Quick bio of Vincent
Van Gogh – whom many affectionately refer to as Vincent – was born in 1853 in the pastoral Netherlands. His formative years were shaped by farm life, yet he did not pursue formal art education, instead stumbling upon his passion for painting after a series of unsuccessful jobs.
His dedication to art was bolstered by his brother Theo’s unwavering belief in him.
In fact, Theo was the patron of Vincent’s art, providing financial support throughout his tumultuous career in which, unbelievably he only sold one painting.
Amazing museum tour
Getting a ticket to the Van Gogh Museum proved challenging, as it was completely booked for the coming months.
Fortunately, my wife stumbled upon the details of Florentine Mol, an art historian who offers private tours of the museum. (If you’re in Amsterdam, then contact her.)
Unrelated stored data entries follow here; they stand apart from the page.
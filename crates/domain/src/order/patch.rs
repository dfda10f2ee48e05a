//! Conditional order mutations.
//!
//! Orders are only ever changed through a compare-and-set: an [`OrderGuard`]
//! describing the state the caller observed, and an [`OrderPatch`] that is
//! applied only if the stored order still matches the guard.

use chrono::{DateTime, Utc};
use common::StaffId;
use serde::{Deserialize, Serialize};

use super::{Order, OrderStatus};

/// Expected staff assignment for a conditional update.
#[derive(Debug, Clone, Copy, PartialEq, Eq, Serialize, Deserialize)]
pub enum StaffGuard {
    /// Assignment is not checked.
    Any,
    /// The order must have no assigned staff.
    Unassigned,
    /// The order must be assigned to this staff member.
    AssignedTo(StaffId),
}

impl StaffGuard {
    /// Builds the guard matching an observed assignment exactly.
    pub fn exactly(assigned: Option<StaffId>) -> Self {
        match assigned {
            Some(staff_id) => StaffGuard::AssignedTo(staff_id),
            None => StaffGuard::Unassigned,
        }
    }

    fn matches(&self, assigned: Option<StaffId>) -> bool {
        match self {
            StaffGuard::Any => true,
            StaffGuard::Unassigned => assigned.is_none(),
            StaffGuard::AssignedTo(staff_id) => assigned == Some(*staff_id),
        }
    }
}

/// The condition a stored order must satisfy for a patch to apply.
#[derive(Debug, Clone, PartialEq, Eq, Serialize, Deserialize)]
pub struct OrderGuard {
    /// Allowed current statuses.
    pub statuses: Vec<OrderStatus>,
    /// Expected staff assignment.
    pub staff: StaffGuard,
}

impl OrderGuard {
    /// Requires the order to be in `status`.
    pub fn status(status: OrderStatus) -> Self {
        Self {
            statuses: vec![status],
            staff: StaffGuard::Any,
        }
    }

    /// Additionally requires the given staff assignment.
    pub fn with_staff(mut self, staff: StaffGuard) -> Self {
        self.staff = staff;
        self
    }

    /// Requires the order to be `assigned` to `staff_id`.
    pub fn assigned_to(staff_id: StaffId) -> Self {
        Self::status(OrderStatus::Assigned).with_staff(StaffGuard::AssignedTo(staff_id))
    }

    /// Requires the order to be `pending` with nobody assigned.
    pub fn unassigned_pending() -> Self {
        Self::status(OrderStatus::Pending).with_staff(StaffGuard::Unassigned)
    }

    /// Requires the order to still look exactly as observed.
    pub fn observed(order: &Order) -> Self {
        Self::status(order.status).with_staff(StaffGuard::exactly(order.assigned_staff_id))
    }

    /// Returns true if the order satisfies this guard.
    pub fn matches(&self, order: &Order) -> bool {
        self.statuses.contains(&order.status) && self.staff.matches(order.assigned_staff_id)
    }
}

/// A set of changes applied to an order by a conditional update.
#[derive(Debug, Clone, PartialEq, Serialize, Deserialize)]
pub struct OrderPatch {
    /// New status, if the patch changes it.
    pub status: Option<OrderStatus>,
    /// New assignment: `Some(None)` clears it.
    pub assigned_staff: Option<Option<StaffId>>,
    pub rejection_reason: Option<String>,
    pub cancellation_reason: Option<String>,
    /// When the change happened; used for lifecycle stamps.
    pub at: DateTime<Utc>,
}

impl OrderPatch {
    /// Moves the order to `status`.
    pub fn transition(status: OrderStatus, at: DateTime<Utc>) -> Self {
        Self {
            status: Some(status),
            assigned_staff: None,
            rejection_reason: None,
            cancellation_reason: None,
            at,
        }
    }

    /// Assigns the order to `staff_id`.
    pub fn assign(staff_id: StaffId, at: DateTime<Utc>) -> Self {
        Self {
            assigned_staff: Some(Some(staff_id)),
            ..Self::transition(OrderStatus::Assigned, at)
        }
    }

    /// Returns the order to `pending` and clears the assignment.
    pub fn reject(reason: impl Into<String>, at: DateTime<Utc>) -> Self {
        Self {
            assigned_staff: Some(None),
            rejection_reason: Some(reason.into()),
            ..Self::transition(OrderStatus::Pending, at)
        }
    }

    /// Records why the order was cancelled.
    pub fn with_cancellation_reason(mut self, reason: Option<String>) -> Self {
        self.cancellation_reason = reason;
        self
    }

    /// Returns the lifecycle timestamp column stamped by a status, if any.
    pub fn stamp_column(status: OrderStatus) -> Option<&'static str> {
        match status {
            OrderStatus::Assigned => Some("assigned_at"),
            OrderStatus::Accepted => Some("started_at"),
            OrderStatus::Ready => Some("ready_at"),
            OrderStatus::Delivered | OrderStatus::Completed => Some("completed_at"),
            OrderStatus::Cancelled => Some("cancelled_at"),
            OrderStatus::Pending | OrderStatus::Preparing | OrderStatus::Served => None,
        }
    }

    /// Applies the patch. Lifecycle timestamps are only set if still empty.
    pub fn apply_to(&self, order: &mut Order) {
        if let Some(status) = self.status {
            order.status = status;
            let stamp = match status {
                OrderStatus::Assigned => Some(&mut order.assigned_at),
                OrderStatus::Accepted => Some(&mut order.started_at),
                OrderStatus::Ready => Some(&mut order.ready_at),
                OrderStatus::Delivered | OrderStatus::Completed => Some(&mut order.completed_at),
                OrderStatus::Cancelled => Some(&mut order.cancelled_at),
                OrderStatus::Pending | OrderStatus::Preparing | OrderStatus::Served => None,
            };
            if let Some(stamp) = stamp {
                stamp.get_or_insert(self.at);
            }
        }
        if let Some(assigned) = self.assigned_staff {
            order.assigned_staff_id = assigned;
        }
        if let Some(reason) = &self.rejection_reason {
            order.rejection_reason = Some(reason.clone());
        }
        if let Some(reason) = &self.cancellation_reason {
            order.cancellation_reason = Some(reason.clone());
        }
        order.updated_at = self.at;
    }
}

#[cfg(test)]
mod tests {
    use super::*;
    use crate::order::entity::fixtures::pending_order;

    #[test]
    fn guard_matches_status_and_staff() {
        let staff = StaffId::new();
        let mut order = pending_order();

        assert!(OrderGuard::unassigned_pending().matches(&order));
        assert!(!OrderGuard::assigned_to(staff).matches(&order));

        OrderPatch::assign(staff, Utc::now()).apply_to(&mut order);
        assert!(OrderGuard::assigned_to(staff).matches(&order));
        assert!(!OrderGuard::assigned_to(StaffId::new()).matches(&order));
        assert!(!OrderGuard::unassigned_pending().matches(&order));
    }

    #[test]
    fn observed_guard_detects_reassignment() {
        let mut order = pending_order();
        OrderPatch::assign(StaffId::new(), Utc::now()).apply_to(&mut order);
        let guard = OrderGuard::observed(&order);

        OrderPatch::assign(StaffId::new(), Utc::now()).apply_to(&mut order);
        assert!(!guard.matches(&order));
    }

    #[test]
    fn assign_stamps_assigned_at_once() {
        let mut order = pending_order();
        let first = Utc::now();
        OrderPatch::assign(StaffId::new(), first).apply_to(&mut order);
        assert_eq!(order.assigned_at, Some(first));

        OrderPatch::reject("busy", first + chrono::Duration::seconds(5)).apply_to(&mut order);
        assert_eq!(order.status, OrderStatus::Pending);
        assert_eq!(order.assigned_staff_id, None);
        assert_eq!(order.rejection_reason.as_deref(), Some("busy"));

        let second = first + chrono::Duration::seconds(10);
        OrderPatch::assign(StaffId::new(), second).apply_to(&mut order);
        assert_eq!(order.assigned_at, Some(first));
        assert_eq!(order.updated_at, second);
    }

    #[test]
    fn status_stamps() {
        let mut order = pending_order();
        let now = Utc::now();
        OrderPatch::assign(StaffId::new(), now).apply_to(&mut order);
        OrderPatch::transition(OrderStatus::Accepted, now).apply_to(&mut order);
        assert_eq!(order.started_at, Some(now));
        OrderPatch::transition(OrderStatus::Preparing, now).apply_to(&mut order);
        OrderPatch::transition(OrderStatus::Ready, now).apply_to(&mut order);
        assert_eq!(order.ready_at, Some(now));
        OrderPatch::transition(OrderStatus::Delivered, now).apply_to(&mut order);
        assert_eq!(order.completed_at, Some(now));
        assert!(order.check_invariants().is_ok());
    }

    #[test]
    fn cancellation_reason_is_recorded() {
        let mut order = pending_order();
        OrderPatch::transition(OrderStatus::Cancelled, Utc::now())
            .with_cancellation_reason(Some("customer left".to_string()))
            .apply_to(&mut order);
        assert_eq!(order.status, OrderStatus::Cancelled);
        assert!(order.cancelled_at.is_some());
        assert_eq!(order.cancellation_reason.as_deref(), Some("customer left"));
    }

    #[test]
    fn stamp_columns() {
        assert_eq!(OrderPatch::stamp_column(OrderStatus::Accepted), Some("started_at"));
        assert_eq!(OrderPatch::stamp_column(OrderStatus::Served), None);
    }
}
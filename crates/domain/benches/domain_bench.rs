use common::{RestaurantId, TableId};
use criterion::{Criterion, black_box, criterion_group, criterion_main};
use domain::{
    CartItem, CreateOrderRequest, CustomerInfo, DEFAULT_PLATFORM_FEE_RATE, Money, OrderStatus,
    calculate_totals, generate_order_number, validate_order,
};

fn make_cart(lines: u32) -> Vec<CartItem> {
    (1..=lines)
        .map(|n| {
            CartItem::new(
                format!("item-{n:03}").as_str(),
                format!("Dish {n}"),
                4.5 + f64::from(n),
                n % 4 + 1,
            )
        })
        .collect()
}

fn bench_calculate_totals(c: &mut Criterion) {
    let cart = make_cart(10);

    c.bench_function("domain/calculate_totals_10_lines", |b| {
        b.iter(|| {
            calculate_totals(
                black_box(&cart),
                DEFAULT_PLATFORM_FEE_RATE,
                Money::new(2.0),
                Money::zero(),
            )
        });
    });
}

fn bench_validate_order(c: &mut Criterion) {
    let request = CreateOrderRequest::from_customer(
        RestaurantId::new(),
        TableId::new(),
        make_cart(25),
        CustomerInfo::new("Maya", "555-0101"),
    )
    .with_tip(3.0)
    .with_offer("WELCOME", 5.0);

    c.bench_function("domain/validate_order_25_lines", |b| {
        b.iter(|| validate_order(black_box(&request), DEFAULT_PLATFORM_FEE_RATE).unwrap());
    });
}

fn bench_validate_invalid_order(c: &mut Criterion) {
    let mut request = CreateOrderRequest::from_customer(
        RestaurantId::new(),
        TableId::new(),
        Vec::new(),
        CustomerInfo::new("", ""),
    );
    request.table_id = None;

    c.bench_function("domain/validate_invalid_order", |b| {
        b.iter(|| validate_order(black_box(&request), DEFAULT_PLATFORM_FEE_RATE).unwrap_err());
    });
}

fn bench_order_number(c: &mut Criterion) {
    let now = chrono_now();
    c.bench_function("domain/generate_order_number", |b| {
        b.iter(|| generate_order_number(black_box(now)));
    });
}

fn bench_transition_table(c: &mut Criterion) {
    c.bench_function("domain/transition_table", |b| {
        b.iter(|| {
            let mut allowed = 0;
            for from in OrderStatus::ALL {
                for to in OrderStatus::ALL {
                    if black_box(from).can_transition_to(to) {
                        allowed += 1;
                    }
                }
            }
            allowed
        });
    });
}

fn chrono_now() -> chrono::DateTime<chrono::Utc> {
    chrono::Utc::now()
}

criterion_group!(
    benches,
    bench_calculate_totals,
    bench_validate_order,
    bench_validate_invalid_order,
    bench_order_number,
    bench_transition_table,
);
criterion_main!(benches);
We were impressed by her extensive knowledge and engaging style, which transformed our journey through Vincent’s life into an exceptionally interesting experience. Simply looking at his art, without context – a common approach for many – means missing out on so much.
And, yes, this insight holds true for all art.
He created a lot of art
Over the course of his ten-year career, Vincent produced approximately 2,100 artworks, with around 860 being oil paintings.
While many artists, such as Pablo Picasso, have a more extensive portfolio, what distinguishes Vincent’s oeuvre is that the majority of his work was created in the final two years of his life.
While the Van Gogh Museum is home to the largest collection of his works in the world, it does not house all of it. Some of his pieces are scattered across a few countries, held by various private collectors and public institutions. Some works are in other museums, such as the Musée d’Orsay in Paris and the Museum of Modern Art (MoMA) in New York.
For example, The Starry Night has been in the MoMA since 1941.
Part of the reason some of Vincent’s art is not in Amsterdam stems from his obscurity during his lifetime.
Some of his art was sold or given away before it become famous.
Additionally, the ongoing efforts of art historians and collectors to preserve and share his work with a broader audience mean that some pieces are constantly on loan to exhibitions around the world.
On 27 July 1890, Vincent shot himself in the chest with a revolver. He survived the initial injury but died two days later.
That’s the official story.
Interestingly, the museum recognises an alternative theory, which is the possibility that Vincent’s death might have been accidental.
However, as Florentine notes, the likelihood of suicide seems greater when one considers the story of his life.
Adding to the tragedy, Vincent’s brother, Theo, died a few months later and was buried beside Vincent. Neither brother lived to witness the future fame that Vincent’s art would eventually garner.
He is now one of the most prolific artists in history.